What is it about clocks that you love? What do they represent to you?
The question of time is very much always around me or with me. That is, in an almost simplistic way – is it a good time or a bad time. Also, what time is it? What time is it in one’s life – is it the early years, the latter years, the middle years? Time has an important significant to me metaphorically.
In all of your photos, you can tell that you put a lot of thought into order and composition. Do you ever break the rules, and as a photographer do you think you should?
Cartier Bresson was the master of composition. There have been many, Eugene Smith, Cartier Bresson, who have great compositional sense. I think composition in photography is very similar to rhythm in music. If you have great rhythm you have great compositional sense.
Composition is derivative from classical tenants. That is, how things fit into the environment, their placement and scale in the environment, the relationships between objects and people, the photographer and his subject – those are all classically based sentiments.
In poetry, if one writes in iambic pentameter that is similar in cadence to body rhythms. That’s why people always like it when something’s in meter because it feels comfortable to them. It resonates with the human heartbeat.

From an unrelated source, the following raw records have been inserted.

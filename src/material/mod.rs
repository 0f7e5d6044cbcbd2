//! Implements constitutive laws evaluated at quadrature points

mod dispatcher;
mod energy;
mod eos;
mod internal_vars;
mod kinematics;
mod law;
mod mises_eos;
mod return_mapping;
mod yield_function;
pub use crate::material::dispatcher::*;
pub use crate::material::energy::*;
pub use crate::material::eos::*;
pub use crate::material::internal_vars::*;
pub use crate::material::kinematics::*;
pub use crate::material::law::*;
pub use crate::material::mises_eos::*;
pub use crate::material::return_mapping::*;
pub use crate::material::yield_function::*;
//! Implements the base structures for quadrature-point data

mod config;
mod constants;
mod error;
mod field;
mod fields;
mod parameters;
mod quantity;
mod samples;
pub use crate::base::config::*;
pub use crate::base::constants::*;
pub use crate::base::error::*;
pub use crate::base::field::*;
pub use crate::base::fields::*;
pub use crate::base::parameters::*;
pub use crate::base::quantity::*;
pub use crate::base::samples::*;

Many of the characters in your photos seem as though they’re searching for something. Is this deliberate and does this represent something personal?
The blog is, in a way, a response to that; it’s one long answer to that quest. I think everyone is searching for something, whether it’s meaning in life or purpose in life or reflecting on who they are, how they fit into their world, if what they are doing in their life is important to them. I think in almost every instance, anyone who reflects on their existence is wondering about their purpose.
I don’t know my function in life. That’s probably the quest. Whether people articulate it or not, I think everyone is doing the same thing.
How important is storytelling to you? Do you work on your ideas before you shoot?
I do not have any preconceived or preordained ideas. The location is the key in which I compose in. Once I find the location, everything sort of falls into place for me. It’s the location that drives all the pictures.
Once I set a final location, I don’t really even want to know what the pictures are going to be like. I never shoot Polaroids, I don’t shoot any pictures with any real intent of knowing what the final pictures are going to look like. It just provides the framework or gives some form and, out of that, sort of spontaneously, all these pictures arrive.
One of the things that is interesting, and I think people are always intrigued by this, is that though my pictures seem so composed, they are extremely spontaneous. 95% of the pictures I take, I didn’t even know I was going to take them a few minutes before.